This is how Cambridge Analytica’s Facebook targeting model really worked — according to the person who built it
The method was similar to the one Netflix uses to recommend movies — no crystal ball, but good enough to make an effective political tool.
In an email to me, Cambridge University scholar Aleksandr Kogan explained how his statistical model processed Facebook data for Cambridge Analytica. The accuracy he claims suggests it works about as well as established voter-targeting methods based on demographics like race, age, and gender.
If confirmed, Kogan’s account would mean the digital modeling Cambridge Analytica used was hardly the virtual crystal ball a few have claimed. Yet the numbers Kogan provides also show what is — and isn’t — actually possible by combining personal data with machine learning for political ends.
Regarding one key public concern, though, Kogan’s numbers suggest that information on users’ personalities or “psychographics” was just a modest part of how the model targeted citizens. It was not a personality model, strictly speaking, but rather one that boiled down demographics, social influences, personality, and everything else into a big correlated lump. This soak-up-all-the-correlation-and-call-it-personality approach seems to have created a valuable campaign tool, even if the product being sold wasn’t quite as it was billed.
The promise of personality targeting
In the wake of the revelations that Trump campaign consultants Cambridge Analytica used data from 50 million Facebook users to target digital political advertising during the 2016 U.S. presidential election, Facebook has lost billions in stock market value, governments on both sides of the Atlantic have opened investigations, and a nascent social movement is calling on users to #DeleteFacebook.
But a key question has remained unanswered: Was Cambridge Analytica really able to effectively target campaign messages to citizens based on their personality characteristics — or even their “inner demons,” as a company whistleblower alleged?
If anyone would know what Cambridge Analytica did with its massive trove of Facebook data, it would be Aleksandr Kogan and Joseph Chancellor.

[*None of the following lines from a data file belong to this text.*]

use std::any::Any;
use std::sync::{Arc, RwLock};

use tracing::trace;

use crate::comparable::{Comparable, Comparator};
use crate::signal::Signal;

/// A mutable value that announces every change on its [`Signal`].
///
/// Setting a value equal to the current one stores it but emits nothing. Equality is decided by the
/// strategy chosen at construction: the value type's `PartialEq` ([`Property::new`]) or its
/// [`Comparable`] implementation ([`Property::comparable`]). Either way the result is the same
/// `Property<T>` type.
///
/// Cloning a `Property` yields another handle to the same value and signal. Dropping the last handle
/// releases every listener, except that a callback holding a clone of the property is itself a handle:
/// unsubscribe it explicitly, or hold it in a [`ListenerGuard`](crate::ListenerGuard).
pub struct Property<T>(Arc<Inner<T>>);

struct Inner<T> {
    value: RwLock<T>,
    comparator: Comparator<T>,
    signal: Signal<T>,
}

impl<T> Clone for Property<T> {
    fn clone(&self) -> Self { Self(self.0.clone()) }
}

impl<T> Property<T>
where T: Clone + Send + 'static
{
    /// Creates a property compared with the value type's own `PartialEq`
    pub fn new(value: T) -> Self
    where T: PartialEq {
        Self::with_comparator(value, Comparator::native())
    }

    /// Creates a property compared with the value type's [`Comparable`] implementation
    pub fn comparable(value: T) -> Self
    where T: Comparable {
        Self::with_comparator(value, Comparator::custom())
    }

    fn with_comparator(value: T, comparator: Comparator<T>) -> Self {
        Self(Arc::new(Inner { value: RwLock::new(value), comparator, signal: Signal::new() }))
    }

    /// Returns a clone of the current value
    pub fn get(&self) -> T { self.0.value.read().expect("value lock is poisoned").clone() }

    /// Stores `value`, and if it differs from the current value, emits it on the changed signal.
    ///
    /// Returns once every listener's queue has accepted the value (see [`Signal::emit`]).
    pub fn set(&self, value: T) {
        if let Some(value) = self.replace(value) {
            self.0.signal.emit(value);
        }
    }

    /// Same as [`set`](Property::set), but awaits listener queue capacity instead of blocking the thread
    #[cfg(feature = "async")]
    pub async fn set_async(&self, value: T) {
        if let Some(value) = self.replace(value) {
            self.0.signal.emit_async(value).await;
        }
    }

    /// The signal on which every change of this property is emitted
    pub fn changed_signal(&self) -> &Signal<T> { &self.0.signal }

    /// Stores `value` unconditionally. Returns a copy to emit if it was not equal to the previous value.
    fn replace(&self, value: T) -> Option<T> {
        let mut current = self.0.value.write().expect("value lock is poisoned");
        let changed = !self.0.comparator.equals(&current, &value);
        *current = value;
        if !changed {
            trace!("Property set to an equal value, not emitting");
        }
        changed.then(|| current.clone())
    }
}

impl<T: 'static> Property<T> {
    /// Calls a closure with a borrow of the current value
    pub fn with<R>(&self, f: impl FnOnce(&T) -> R) -> R {
        let guard = self.0.value.read().expect("value lock is poisoned");
        f(&guard)
    }

    /// Whether `other` equals the current value under this property's equality strategy.
    /// A value of a different type is never equal.
    pub fn equals(&self, other: &dyn Any) -> bool { self.with(|current| self.0.comparator.equals(current, other)) }
}

impl<T: 'static> Comparable for Property<T> {
    fn equals(&self, other: &dyn Any) -> bool { Property::equals(self, other) }
}

impl<T> Default for Property<T>
where T: Clone + Send + PartialEq + Default + 'static
{
    fn default() -> Self { Self::new(T::default()) }
}

impl<T: std::fmt::Debug> std::fmt::Debug for Property<T> {
    fn fmt(&self, f: &mut std::fmt::Formatter<'_>) -> std::fmt::Result {
        let value = self.0.value.read().expect("value lock is poisoned");
        f.debug_struct("Property")
            .field("value", &*value)
            .field("comparator", &self.0.comparator)
            .field("listeners", &self.0.signal.listener_count())
            .finish()
    }
}

impl<T: std::fmt::Display + 'static> std::fmt::Display for Property<T> {
    fn fmt(&self, f: &mut std::fmt::Formatter<'_>) -> std::fmt::Result { self.with(|v| write!(f, "{}", v)) }
}
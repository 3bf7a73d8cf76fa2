use std::sync::mpsc::{self, Receiver};
use std::time::Duration;

use tracing::Level;

#[allow(unused)]
pub const TIMEOUT: Duration = Duration::from_secs(5);
// how long to wait before concluding that no further values are coming
#[allow(unused)]
pub const SETTLE: Duration = Duration::from_millis(100);

// Initialize tracing for tests
#[ctor::ctor]
fn init_tracing() { tracing_subscriber::fmt().with_max_level(Level::DEBUG).with_test_writer().init(); }

/// Collects the values a callback was invoked with
#[allow(unused)]
pub struct Watch<T>(Receiver<T>);

#[allow(unused)]
pub fn watcher<T: Send + 'static>() -> (Box<dyn FnMut(T) + Send>, Watch<T>) {
    let (tx, rx) = mpsc::channel();
    let watcher = Box::new(move |value: T| {
        let _ = tx.send(value);
    });
    (watcher, Watch(rx))
}

#[allow(unused)]
impl<T> Watch<T> {
    /// Waits for the next `count` values, then checks that no more arrive
    pub fn expect(&self, count: usize) -> Vec<T> {
        let values = self.take(count);
        assert!(self.0.recv_timeout(SETTLE).is_err(), "callback invoked more than {count} times");
        values
    }

    /// Waits for the next `count` values
    pub fn take(&self, count: usize) -> Vec<T> {
        (0..count).map(|i| self.0.recv_timeout(TIMEOUT).unwrap_or_else(|_| panic!("timed out waiting for value {}", i + 1))).collect()
    }

    /// Everything that arrives before the callback goes quiet
    pub fn drain(&self) -> Vec<T> {
        let mut values = Vec::new();
        while let Ok(value) = self.0.recv_timeout(SETTLE) {
            values.push(value);
        }
        values
    }
}
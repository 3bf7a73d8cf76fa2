use thiserror::Error;

#[derive(Error, Debug)]
pub enum SignalError {
    #[error("Signal is closed")]
    Closed,
    #[error("Failed to spawn listener delivery thread: {0}")]
    Spawn(#[from] std::io::Error),
}
use std::any::Any;

/// A value that knows how to compare itself against an arbitrary other value.
///
/// Implement this for value types whose equality is not (or should not be) their `PartialEq`,
/// then construct the property with [`Property::comparable`](crate::Property::comparable).
/// Implementations must return `false` when `other` is not of the expected type.
///
/// ```rust
/// use ankurah_property::Comparable;
/// use std::any::Any;
///
/// struct Version { major: u32, build: u64 }
///
/// impl Comparable for Version {
///     // builds of the same major version are the same version
///     fn equals(&self, other: &dyn Any) -> bool { other.downcast_ref::<Self>().is_some_and(|o| o.major == self.major) }
/// }
///
/// assert!(Version { major: 1, build: 10 }.equals(&Version { major: 1, build: 11 }));
/// assert!(!Version { major: 1, build: 10 }.equals(&1u32));
/// ```
pub trait Comparable {
    fn equals(&self, other: &dyn Any) -> bool;
}

/// The equality strategy of a property, chosen when the property is constructed
pub(crate) enum Comparator<T> {
    /// The value type's own `PartialEq`
    Native(fn(&T, &T) -> bool),
    /// Delegates to the value type's `Comparable` implementation
    Custom(fn(&T, &dyn Any) -> bool),
}

impl<T: 'static> Comparator<T> {
    pub fn native() -> Self
    where T: PartialEq {
        Comparator::Native(<T as PartialEq>::eq)
    }

    pub fn custom() -> Self
    where T: Comparable {
        Comparator::Custom(<T as Comparable>::equals)
    }

    /// Compares `current` (the receiver) against `other`. A mismatched type is never equal.
    pub fn equals(&self, current: &T, other: &dyn Any) -> bool {
        match self {
            Comparator::Native(eq) => other.downcast_ref::<T>().is_some_and(|other| eq(current, other)),
            Comparator::Custom(equals) => equals(current, other),
        }
    }
}

impl<T> Clone for Comparator<T> {
    fn clone(&self) -> Self { *self }
}
impl<T> Copy for Comparator<T> {}

impl<T> std::fmt::Debug for Comparator<T> {
    fn fmt(&self, f: &mut std::fmt::Formatter<'_>) -> std::fmt::Result {
        match self {
            Comparator::Native(_) => write!(f, "Native"),
            Comparator::Custom(_) => write!(f, "Custom"),
        }
    }
}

It was their startup Global Science Research that collected profile information from 270,000 Facebook users and tens of millions of their friends using a personality test app called “thisisyourdigitallife.”
Part of my own research focuses on understanding machine learningmethods, and my forthcoming book discusses how digital firms use recommendation models to build audiences. I had a hunch about how Kogan and Chancellor’s model worked.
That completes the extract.